//! Process-wide engine state: queues, streams, external-interface handles,
//! the tensor-context table, and the root's coordination bookkeeping.
//!
//! Written at init and shutdown, read concurrently by the stage loops in
//! between. Everything mutable in steady state sits behind its own lock or
//! is lock-free.

use std::collections::{HashMap, VecDeque};
use std::sync::atomic::{AtomicBool, AtomicU64, Ordering};
use std::sync::{Arc, Mutex};

use crossbeam_queue::SegQueue;
use indexmap::IndexMap;
use tracing::trace;

use crate::collective::CollectiveComm;
use crate::config::EngineConfig;
use crate::device::{AcceleratorRuntime, EventHandle, StreamHandle};
use crate::error::{EngineError, Result};
use crate::ps::{PsClient, PsKv};
use crate::queue::ScheduledQueue;
use crate::signal::{SignalBus, SignalKind};
use crate::task::{TensorContext, TensorTask};
use crate::transform::GradientTransform;
use crate::types::{DeviceId, Key, QueueKind};

/// A batch of partitions whose collective calls were issued under one
/// group-start/group-end pair, paired with the event recorded after group
/// end. Consumed by the sync stage.
pub struct GroupEntry {
    pub tasks: Vec<Arc<TensorTask>>,
    /// Originating queue of each task, for credit accounting. Left empty by
    /// follower ranks, which do not account collective credit.
    pub queues: Vec<QueueKind>,
    pub event: EventHandle,
}

pub(crate) struct Streams {
    pub d2h: StreamHandle,
    pub h2d: StreamHandle,
    pub collective: StreamHandle,
}

/// Root-side readiness bookkeeping: which keys every follower has announced
/// and in what order they became dispatchable. Announcements are counted per
/// follower so back-to-back rounds of one key from a fast follower cannot
/// satisfy the gate on behalf of a slow one.
#[derive(Default)]
struct CoordState {
    announced: HashMap<(QueueKind, Key), HashMap<u32, u32>>,
    dispatchable_reduce: VecDeque<Key>,
    dispatchable_bcast: VecDeque<Key>,
}

impl CoordState {
    fn lane(&mut self, op: QueueKind) -> &mut VecDeque<Key> {
        match op {
            QueueKind::Reduce => &mut self.dispatchable_reduce,
            _ => &mut self.dispatchable_bcast,
        }
    }
}

pub struct Registry {
    pub(crate) config: EngineConfig,
    queues: Vec<Arc<ScheduledQueue>>,
    pub(crate) bus: Arc<dyn SignalBus>,
    pub(crate) runtime: Arc<dyn AcceleratorRuntime>,
    pub(crate) collective: Arc<dyn CollectiveComm>,
    ps: Option<Arc<dyn PsClient>>,
    pub(crate) transform: Arc<dyn GradientTransform>,
    pub(crate) streams: Streams,
    group_entries: SegQueue<GroupEntry>,
    shutdown: AtomicBool,
    contexts: Mutex<IndexMap<String, Arc<TensorContext>>>,
    next_key: AtomicU64,
    pskv_cache: Mutex<HashMap<Key, PsKv>>,
    coord: Mutex<CoordState>,
}

impl Registry {
    pub(crate) fn new(
        config: EngineConfig,
        bus: Arc<dyn SignalBus>,
        runtime: Arc<dyn AcceleratorRuntime>,
        collective: Arc<dyn CollectiveComm>,
        ps: Option<Arc<dyn PsClient>>,
        transform: Arc<dyn GradientTransform>,
    ) -> Result<Arc<Self>> {
        let device = config.local_rank as DeviceId;
        let streams = Streams {
            d2h: runtime.create_stream(device)?,
            h2d: runtime.create_stream(device)?,
            collective: runtime.create_stream(device)?,
        };

        let queues: Vec<Arc<ScheduledQueue>> = [
            QueueKind::CoordinateReduce,
            QueueKind::Reduce,
            QueueKind::CoordinateBroadcast,
            QueueKind::Broadcast,
            QueueKind::CopyD2H,
            QueueKind::Push,
            QueueKind::Pull,
            QueueKind::CopyH2D,
        ]
        .into_iter()
        .map(|kind| {
            let credits = match kind {
                QueueKind::Push => config.push_credit_bytes,
                _ => None,
            };
            Arc::new(ScheduledQueue::with_credits(kind, credits))
        })
        .collect();

        Ok(Arc::new(Self {
            config,
            queues,
            bus,
            runtime,
            collective,
            ps,
            transform,
            streams,
            group_entries: SegQueue::new(),
            shutdown: AtomicBool::new(false),
            contexts: Mutex::new(IndexMap::new()),
            next_key: AtomicU64::new(0),
            pskv_cache: Mutex::new(HashMap::new()),
            coord: Mutex::new(CoordState::default()),
        }))
    }

    pub(crate) fn queue(&self, kind: QueueKind) -> &Arc<ScheduledQueue> {
        &self.queues[kind as usize]
    }

    pub(crate) fn all_queues(&self) -> &[Arc<ScheduledQueue>] {
        &self.queues
    }

    pub(crate) fn should_shutdown(&self) -> bool {
        self.shutdown.load(Ordering::Acquire)
    }

    pub(crate) fn request_shutdown(&self) {
        self.shutdown.store(true, Ordering::Release);
    }

    pub(crate) fn ps(&self) -> Result<&Arc<dyn PsClient>> {
        self.ps.as_ref().ok_or(EngineError::NotInitialized)
    }

    pub(crate) fn enqueue_group(&self, entry: GroupEntry) {
        self.group_entries.push(entry);
    }

    pub(crate) fn dequeue_group(&self) -> Option<GroupEntry> {
        self.group_entries.pop()
    }

    /// Root only: absorb queued readiness announcements from followers.
    pub(crate) fn drain_signals(&self) -> Result<()> {
        while let Some(msg) = self.bus.try_recv(self.config.local_rank)? {
            let op = match msg.kind {
                SignalKind::ReduceReady => QueueKind::Reduce,
                SignalKind::BcastReady => QueueKind::Broadcast,
                other => {
                    return Err(EngineError::Signal(format!(
                        "root received unexpected {other:?} from rank {}",
                        msg.src
                    )));
                }
            };
            let mut coord = self.coord.lock().expect("coord lock");
            // Dispatchable once every follower has an outstanding
            // announcement; consume one from each.
            let dispatchable = {
                let by_rank = coord.announced.entry((op, msg.key)).or_default();
                *by_rank.entry(msg.src).or_insert(0) += 1;
                trace!(
                    key = msg.key,
                    op = %op,
                    src = msg.src,
                    ranks = by_rank.len(),
                    "ready announced"
                );
                if by_rank.len() as u32 == self.config.local_size - 1 {
                    by_rank.retain(|_, count| {
                        *count -= 1;
                        *count > 0
                    });
                    Some(by_rank.is_empty())
                } else {
                    None
                }
            };
            if let Some(drained) = dispatchable {
                if drained {
                    coord.announced.remove(&(op, msg.key));
                }
                coord.lane(op).push_back(msg.key);
            }
        }
        Ok(())
    }

    /// Root only: the oldest fully-announced key whose own partition is
    /// already parked on the stage queue. Keys whose local copy has not
    /// arrived yet stay dispatchable for a later iteration.
    pub(crate) fn pop_ready_task(&self, op: QueueKind) -> Option<Arc<TensorTask>> {
        let mut coord = self.coord.lock().expect("coord lock");
        let lane = coord.lane(op);
        for idx in 0..lane.len() {
            let key = lane[idx];
            if let Some(task) = self.queue(op).get_task_by_key(key) {
                lane.remove(idx);
                return Some(task);
            }
        }
        None
    }

    /// Get or create the per-tensor context, allocating one key per
    /// partition window. Contexts must be declared in the same order on
    /// every rank — key assignment is positional.
    pub(crate) fn context(&self, name: &str, size: usize) -> Result<Arc<TensorContext>> {
        let mut contexts = self.contexts.lock().expect("context table lock");
        if let Some(existing) = contexts.get(name) {
            if existing.buff_len != size {
                return Err(EngineError::Config(format!(
                    "tensor {name} re-declared with size {size}, was {}",
                    existing.buff_len
                )));
            }
            return Ok(Arc::clone(existing));
        }
        let parts = size.div_ceil(self.config.partition_bytes).max(1) as u64;
        let base = self.next_key.fetch_add(parts, Ordering::Relaxed);
        let key_list: Vec<Key> = (base..base + parts).collect();
        let ctx = TensorContext::new(name.to_string(), size, key_list);
        contexts.insert(name.to_string(), Arc::clone(&ctx));
        Ok(ctx)
    }

    pub(crate) fn lookup_context(&self, name: &str) -> Option<Arc<TensorContext>> {
        self.contexts.lock().expect("context table lock").get(name).cloned()
    }

    pub(crate) fn contexts_snapshot(&self) -> Vec<Arc<TensorContext>> {
        self.contexts
            .lock()
            .expect("context table lock")
            .values()
            .cloned()
            .collect()
    }

    /// Encode a partition key into its server shard addressing, cached per
    /// key.
    pub(crate) fn encode_key(&self, key: Key, len: usize) -> PsKv {
        let mut cache = self.pskv_cache.lock().expect("pskv cache lock");
        cache
            .entry(key)
            .or_insert_with(|| {
                let shard = key % self.config.ps_shards.max(1) as u64;
                PsKv {
                    keys: vec![(shard << 48) | key],
                    lens: vec![len],
                }
            })
            .clone()
    }
}
//! Host-memory reference implementation of the accelerator runtime.
//!
//! "Device" memory is ordinary host memory and copies run synchronously, but
//! streams and events keep their real semantics: a stream is a ledger of
//! submitted/completed work tickets, and an event captures the submitted
//! count at record time and fires once the completed count catches up. The
//! CPU collective backend submits one ticket per group batch, which is what
//! makes the sync stage's event wait meaningful without a GPU.

use std::collections::HashMap;
use std::sync::atomic::{AtomicBool, AtomicU64, Ordering};
use std::sync::{Arc, Condvar, Mutex};

use crate::device::{AcceleratorRuntime, EventHandle, StreamHandle};
use crate::error::{EngineError, Result};
use crate::types::DeviceId;

pub(crate) struct StreamLedger {
    counts: Mutex<LedgerCounts>,
    done: Condvar,
}

#[derive(Default)]
struct LedgerCounts {
    submitted: u64,
    completed: u64,
}

impl StreamLedger {
    fn wait_for(&self, target: u64, closed: &AtomicBool) -> Result<()> {
        let mut counts = self.counts.lock().expect("stream ledger lock");
        loop {
            if counts.completed >= target {
                return Ok(());
            }
            if closed.load(Ordering::Acquire) {
                return Err(EngineError::Shutdown);
            }
            counts = self.done.wait(counts).expect("stream ledger lock");
        }
    }
}

struct EventRecord {
    /// Ledger and submitted-count snapshot captured at record time.
    captured: Option<(Arc<StreamLedger>, u64)>,
}

pub struct CpuRuntime {
    streams: Mutex<HashMap<u64, Arc<StreamLedger>>>,
    events: Mutex<HashMap<u64, EventRecord>>,
    pinned: Mutex<HashMap<u64, Vec<u64>>>,
    next_handle: AtomicU64,
    closed: AtomicBool,
}

impl CpuRuntime {
    pub fn new() -> Arc<Self> {
        Arc::new(Self {
            streams: Mutex::new(HashMap::new()),
            events: Mutex::new(HashMap::new()),
            pinned: Mutex::new(HashMap::new()),
            next_handle: AtomicU64::new(1),
            closed: AtomicBool::new(false),
        })
    }

    fn ledger(&self, stream: StreamHandle) -> Result<Arc<StreamLedger>> {
        self.streams
            .lock()
            .expect("stream table lock")
            .get(&stream.0)
            .cloned()
            .ok_or_else(|| EngineError::runtime(format!("unknown stream {}", stream.0)))
    }

    /// Open a work ticket on `stream`. Paired with
    /// [`CpuRuntime::complete_ticket`] by the party that finishes the work.
    pub(crate) fn submit_ticket(&self, stream: StreamHandle) -> Result<()> {
        let ledger = self.ledger(stream)?;
        ledger.counts.lock().expect("stream ledger lock").submitted += 1;
        Ok(())
    }

    /// Close one work ticket on `stream`, waking waiters.
    pub(crate) fn complete_ticket(&self, stream: StreamHandle) -> Result<()> {
        let ledger = self.ledger(stream)?;
        ledger.counts.lock().expect("stream ledger lock").completed += 1;
        ledger.done.notify_all();
        Ok(())
    }
}

impl AcceleratorRuntime for CpuRuntime {
    fn set_device(&self, _device: DeviceId) -> Result<()> {
        Ok(())
    }

    fn create_stream(&self, _device: DeviceId) -> Result<StreamHandle> {
        let id = self.next_handle.fetch_add(1, Ordering::Relaxed);
        self.streams.lock().expect("stream table lock").insert(
            id,
            Arc::new(StreamLedger {
                counts: Mutex::new(LedgerCounts::default()),
                done: Condvar::new(),
            }),
        );
        Ok(StreamHandle(id))
    }

    fn alloc_pinned(&self, bytes: usize) -> Result<u64> {
        // u64 words keep every element dtype alignment-correct.
        let buf = vec![0u64; bytes.div_ceil(8).max(1)];
        let ptr = buf.as_ptr() as u64;
        self.pinned.lock().expect("pinned table lock").insert(ptr, buf);
        Ok(ptr)
    }

    fn free_pinned(&self, ptr: u64) -> Result<()> {
        self.pinned
            .lock()
            .expect("pinned table lock")
            .remove(&ptr)
            .map(|_| ())
            .ok_or_else(|| EngineError::runtime(format!("unknown pinned buffer 0x{ptr:x}")))
    }

    unsafe fn copy_d2h(
        &self,
        dst: u64,
        src: u64,
        bytes: usize,
        _stream: StreamHandle,
    ) -> Result<()> {
        unsafe {
            std::ptr::copy_nonoverlapping(src as *const u8, dst as *mut u8, bytes);
        }
        Ok(())
    }

    unsafe fn copy_h2d(
        &self,
        dst: u64,
        src: u64,
        bytes: usize,
        _stream: StreamHandle,
    ) -> Result<()> {
        unsafe {
            std::ptr::copy_nonoverlapping(src as *const u8, dst as *mut u8, bytes);
        }
        Ok(())
    }

    fn stream_synchronize(&self, stream: StreamHandle) -> Result<()> {
        let ledger = self.ledger(stream)?;
        let target = ledger.counts.lock().expect("stream ledger lock").submitted;
        ledger.wait_for(target, &self.closed)
    }

    fn create_event(&self) -> Result<EventHandle> {
        let id = self.next_handle.fetch_add(1, Ordering::Relaxed);
        self.events
            .lock()
            .expect("event table lock")
            .insert(id, EventRecord { captured: None });
        Ok(EventHandle(id))
    }

    fn record_event(&self, event: EventHandle, stream: StreamHandle) -> Result<()> {
        let ledger = self.ledger(stream)?;
        let submitted = ledger.counts.lock().expect("stream ledger lock").submitted;
        let mut events = self.events.lock().expect("event table lock");
        let record = events
            .get_mut(&event.0)
            .ok_or_else(|| EngineError::runtime(format!("unknown event {}", event.0)))?;
        record.captured = Some((ledger, submitted));
        Ok(())
    }

    fn event_synchronize(&self, event: EventHandle) -> Result<()> {
        let captured = {
            let events = self.events.lock().expect("event table lock");
            let record = events
                .get(&event.0)
                .ok_or_else(|| EngineError::runtime(format!("unknown event {}", event.0)))?;
            record.captured.clone()
        };
        match captured {
            // Never recorded: already complete.
            None => Ok(()),
            Some((ledger, target)) => ledger.wait_for(target, &self.closed),
        }
    }

    fn destroy_event(&self, event: EventHandle) -> Result<()> {
        self.events
            .lock()
            .expect("event table lock")
            .remove(&event.0)
            .map(|_| ())
            .ok_or_else(|| EngineError::runtime(format!("unknown event {}", event.0)))
    }

    fn shutdown(&self) {
        self.closed.store(true, Ordering::Release);
        for ledger in self.streams.lock().expect("stream table lock").values() {
            ledger.done.notify_all();
        }
    }
}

Exercise objective:
All of the lines above that carry the string "load" need to be found and copied.

Solution to this exercise:
        self.shutdown.load(Ordering::Acquire)
            if closed.load(Ordering::Acquire) {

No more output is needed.